* _What needs to be done_
In the entries that follow, count each line containing "serialize" and state the total, nothing more.

Dataset records:

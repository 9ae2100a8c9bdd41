//! Hot-plug validator entry point.
//!
//! Resolves the requested resources, runs remove/add/recover cycles against
//! sysfs (or the in-memory simulation) and writes the run report.

mod signals;

use anyhow::{bail, Context, Result};
use clap::{Args, Parser, Subcommand};
use hotplug_common::{
    Clock, DeviceClass, HotplugConfig, ManualClock, OrderingKind, PollWaiter, ResourceDescriptor,
    SystemClock,
};
use hotplug_runtime::{
    CancelFlag, LifecycleOrchestrator, OrchestratorConfig, RecoverySuite, RunReport,
};
use hotplug_sysfs::{
    simulated_resource, AddressRegistry, ExcludedResource, LinkProbe, MultipathdProbe,
    OrderingStrategy, PathProbe, PingProbe, ReachabilityProbe, Resolution, ResourceControl,
    SimulatedControl, SimulatedLinkProbe, SimulatedPathProbe, SimulatedReachability, SysfsControl,
    SysfsLinkProbe,
};
use std::net::IpAddr;
use std::path::PathBuf;
use std::process::ExitCode;
use std::sync::Arc;
use std::time::Duration;
use tracing::{error, info, warn};

use crate::signals::SignalHandler;

/// Exit code for a run where some resource failed.
const EXIT_FAILED: u8 = 1;
/// Exit code for configuration and setup errors.
const EXIT_CONFIG: u8 = 2;

/// Link-up delay of the simulated adapters.
const SIMULATED_LINK_DELAY: Duration = Duration::from_secs(3);

/// Hot-plug validator command-line arguments.
#[derive(Parser, Debug)]
#[command(
    name = "hotplug-cli",
    about = "Hot-plug validator - remove, re-add and verify recovery of PCI adapters and CPUs",
    version,
    long_about = None
)]
struct Cli {
    /// Log level (trace, debug, info, warn, error).
    #[arg(long, short = 'l', default_value = "info", global = true)]
    log_level: String,

    /// Path to a configuration file (TOML).
    #[arg(long, short = 'c', value_name = "FILE", global = true)]
    config: Option<PathBuf>,

    #[command(subcommand)]
    command: Command,
}

#[derive(Subcommand, Debug)]
enum Command {
    /// Run hot-plug cycles.
    Run(RunArgs),
    /// Print the effective configuration.
    Config(RunArgs),
}

#[derive(Args, Debug, Default)]
struct RunArgs {
    /// Resource descriptor: PCI address, `cpuN`, a CPU index or `core:N`. Repeatable.
    #[arg(long = "resource", short = 'r', value_name = "DESCRIPTOR")]
    resources: Vec<String>,

    /// Cycles per resource.
    #[arg(long, short = 'n')]
    iterations: Option<u32>,

    /// Shuffle the order every iteration.
    #[arg(long)]
    random_order: bool,

    /// Seed for the random order (implies --random-order).
    #[arg(long)]
    seed: Option<u64>,

    /// Peer address for network reachability checks.
    #[arg(long)]
    peer: Option<IpAddr>,

    /// One worker thread per control path.
    #[arg(long)]
    parallel: bool,

    /// Wall-clock budget for the whole run ("90m", "2h").
    #[arg(long, value_parser = humantime::parse_duration)]
    budget: Option<Duration>,

    /// Use the in-memory simulation instead of sysfs.
    #[arg(long, short = 's')]
    simulated: bool,

    /// Write the JSON run report to this file.
    #[arg(long, value_name = "FILE")]
    report: Option<PathBuf>,
}

fn main() -> ExitCode {
    let cli = Cli::parse();

    init_logging(&cli.log_level);

    info!(version = env!("CARGO_PKG_VERSION"), "Starting hot-plug validator");

    let result = match &cli.command {
        Command::Run(args) => run(&cli, args),
        Command::Config(args) => show_config(&cli, args),
    };

    match result {
        Ok(code) => code,
        Err(err) => {
            error!("{err:#}");
            eprintln!("error: {err:#}");
            ExitCode::from(EXIT_CONFIG)
        }
    }
}

/// Initialize logging with the specified log level.
fn init_logging(level: &str) {
    let filter = format!(
        "hotplug_cli={level},hotplug_runtime={level},hotplug_sysfs={level},hotplug_common={level}"
    );

    tracing_subscriber::fmt()
        .with_env_filter(
            tracing_subscriber::EnvFilter::try_from_default_env()
                .unwrap_or_else(|_| tracing_subscriber::EnvFilter::new(&filter)),
        )
        .with_target(true)
        .with_thread_names(true)
        .init();
}

/// Load configuration from file or use defaults.
///
/// Resolution priority (first existing file wins):
/// 1. Command-line `--config` argument
/// 2. `HOTPLUG_CONFIG_PATH` environment variable
/// 3. `/etc/hotplug/config.toml` (system path)
/// 4. `config/default.toml` (local development)
/// 5. Built-in defaults
fn load_config(cli: &Cli) -> Result<HotplugConfig> {
    // 1. Command-line argument (highest priority)
    if let Some(config_path) = &cli.config {
        info!(?config_path, "Loading config from command-line argument");
        return HotplugConfig::from_file(config_path)
            .with_context(|| format!("Failed to load config from {config_path:?}"));
    }

    // 2. Environment variable
    if let Ok(env_path) = std::env::var("HOTPLUG_CONFIG_PATH") {
        let config_path = PathBuf::from(&env_path);
        if config_path.exists() {
            info!(?config_path, "Loading config from HOTPLUG_CONFIG_PATH");
            return HotplugConfig::from_file(&config_path).with_context(|| {
                format!("Failed to load config from HOTPLUG_CONFIG_PATH={env_path:?}")
            });
        }
        warn!(
            path = %env_path,
            "HOTPLUG_CONFIG_PATH set but file does not exist, checking other locations"
        );
    }

    // 3. System path
    let system_path = PathBuf::from("/etc/hotplug/config.toml");
    if system_path.exists() {
        info!(?system_path, "Loading config from system path");
        return HotplugConfig::from_file(&system_path)
            .with_context(|| format!("Failed to load config from {system_path:?}"));
    }

    // 4. Local development path
    let local_path = PathBuf::from("config/default.toml");
    if local_path.exists() {
        info!(?local_path, "Loading config from local path");
        return HotplugConfig::from_file(&local_path)
            .with_context(|| format!("Failed to load config from {local_path:?}"));
    }

    // 5. Built-in defaults
    info!("No config file found, using built-in defaults");
    Ok(HotplugConfig::default())
}

/// Apply command-line overrides on top of the file configuration.
fn apply_overrides(config: &mut HotplugConfig, args: &RunArgs) {
    if !args.resources.is_empty() {
        config.resources.clone_from(&args.resources);
    }
    if let Some(iterations) = args.iterations {
        config.iterations = iterations;
    }
    if args.random_order || args.seed.is_some() {
        config.ordering.strategy = OrderingKind::SeededRandom;
    }
    if args.seed.is_some() {
        config.ordering.seed = args.seed;
    }
    if args.peer.is_some() {
        config.recovery.network.peer = args.peer;
    }
    if args.parallel {
        config.run.parallel = true;
    }
    if args.budget.is_some() {
        config.run.budget = args.budget;
    }
}

fn show_config(cli: &Cli, args: &RunArgs) -> Result<ExitCode> {
    let mut config = load_config(cli)?;
    apply_overrides(&mut config, args);
    print!("{}", config.to_toml().context("Failed to serialize config")?);
    Ok(ExitCode::SUCCESS)
}

fn run(cli: &Cli, args: &RunArgs) -> Result<ExitCode> {
    let mut config = load_config(cli)?;
    apply_overrides(&mut config, args);

    if config.resources.is_empty() {
        bail!("no resources given; pass --resource or set `resources` in the config file");
    }

    let strategy = OrderingStrategy::from_config(&config.ordering);
    info!(
        iterations = config.iterations,
        %strategy,
        peer = ?config.recovery.network.peer,
        sysfs_root = %config.sysfs.root.display(),
        "Configuration loaded"
    );

    let cancel = CancelFlag::new();
    let signal_handler =
        SignalHandler::new(cancel.clone()).context("Failed to set up signal handlers")?;

    let (resolution, orchestrator) = if args.simulated {
        build_simulated(&config)
    } else {
        build_sysfs(&config)
    };
    if resolution.resources.is_empty() {
        bail!("none of the requested resources could be resolved");
    }

    let report = orchestrator
        .with_cancel(cancel)
        .run_resolution(&resolution, strategy);

    if signal_handler.cancelled() {
        warn!(signals = signal_handler.state().signal_count(), "Run cancelled by signal");
    }

    write_report(&report, args.report.as_ref())?;
    Ok(exit_code(&report))
}

/// Real sysfs control and probes.
fn build_sysfs(config: &HotplugConfig) -> (Resolution, LifecycleOrchestrator) {
    if !nix::unistd::Uid::effective().is_root() {
        warn!("Not running as root, control writes will likely be refused");
    }

    let root = config.sysfs.root.clone();
    let resolution = AddressRegistry::new(root.clone()).resolve_all(&config.resources);

    let control: Arc<dyn ResourceControl> = Arc::new(SysfsControl::new(root.clone()));
    let link: Arc<dyn LinkProbe> = Arc::new(SysfsLinkProbe::new(root.clone()));
    let reach: Arc<dyn ReachabilityProbe> = Arc::new(PingProbe::new(root.clone()));
    let paths: Arc<dyn PathProbe> = Arc::new(MultipathdProbe::new(root));

    let orchestrator = assemble(config, Arc::new(SystemClock), control, link, reach, paths);
    (resolution, orchestrator)
}

/// In-memory control and probes on a virtual clock.
fn build_simulated(config: &HotplugConfig) -> (Resolution, LifecycleOrchestrator) {
    info!("Simulated run, no sysfs writes");
    let clock = ManualClock::shared();

    let mut resolution = Resolution::default();
    for descriptor in &config.resources {
        match descriptor.parse::<ResourceDescriptor>() {
            Ok(ResourceDescriptor::Core(_)) => resolution.excluded.push(ExcludedResource {
                descriptor: descriptor.clone(),
                reason: "core expansion needs a real CPU topology".into(),
            }),
            Ok(parsed) => {
                let class = match parsed {
                    ResourceDescriptor::Pci(_) => DeviceClass::Network,
                    _ => DeviceClass::Generic,
                };
                let resource = simulated_resource(&parsed, class);
                if !resolution.resources.iter().any(|r| r.id == resource.id) {
                    resolution.resources.push(resource);
                }
            }
            Err(e) => resolution.excluded.push(ExcludedResource {
                descriptor: descriptor.clone(),
                reason: e.to_string(),
            }),
        }
    }

    let present: Vec<String> = resolution.resources.iter().map(|r| r.id.clone()).collect();
    let control: Arc<dyn ResourceControl> =
        Arc::new(SimulatedControl::new(clock.clone(), present));
    let link: Arc<dyn LinkProbe> = Arc::new(SimulatedLinkProbe::new(
        clock.clone(),
        Some(SIMULATED_LINK_DELAY),
    ));
    let reach: Arc<dyn ReachabilityProbe> = Arc::new(SimulatedReachability::new(true));
    let paths: Arc<dyn PathProbe> = Arc::new(SimulatedPathProbe::new());

    let orchestrator = assemble(config, clock, control, link, reach, paths);
    (resolution, orchestrator)
}

fn assemble(
    config: &HotplugConfig,
    clock: Arc<dyn Clock>,
    control: Arc<dyn ResourceControl>,
    link: Arc<dyn LinkProbe>,
    reach: Arc<dyn ReachabilityProbe>,
    paths: Arc<dyn PathProbe>,
) -> LifecycleOrchestrator {
    let suite = RecoverySuite::from_config(config, Arc::clone(&control), link, reach, paths);
    LifecycleOrchestrator::new(
        control,
        suite,
        PollWaiter::new(clock),
        OrchestratorConfig::from_config(config),
    )
}

fn write_report(report: &RunReport, path: Option<&PathBuf>) -> Result<()> {
    let summary = report.summary();
    for line in &summary.detail {
        warn!("{line}");
    }
    for excluded in &report.excluded {
        warn!(descriptor = %excluded.descriptor, reason = %excluded.reason, "Excluded");
    }
    if let Some(seed) = report.seed {
        info!(seed, "Replay this order with --seed {seed}");
    }
    println!("{report}");

    if let Some(path) = path {
        let json = serde_json::to_string_pretty(report).context("Failed to serialize report")?;
        std::fs::write(path, json)
            .with_context(|| format!("Failed to write report to {path:?}"))?;
        info!(?path, "Report written");
    }
    Ok(())
}

fn exit_code(report: &RunReport) -> ExitCode {
    if report.summary().passed() {
        ExitCode::SUCCESS
    } else {
        ExitCode::from(EXIT_FAILED)
    }
}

* _Answer to this problem_
2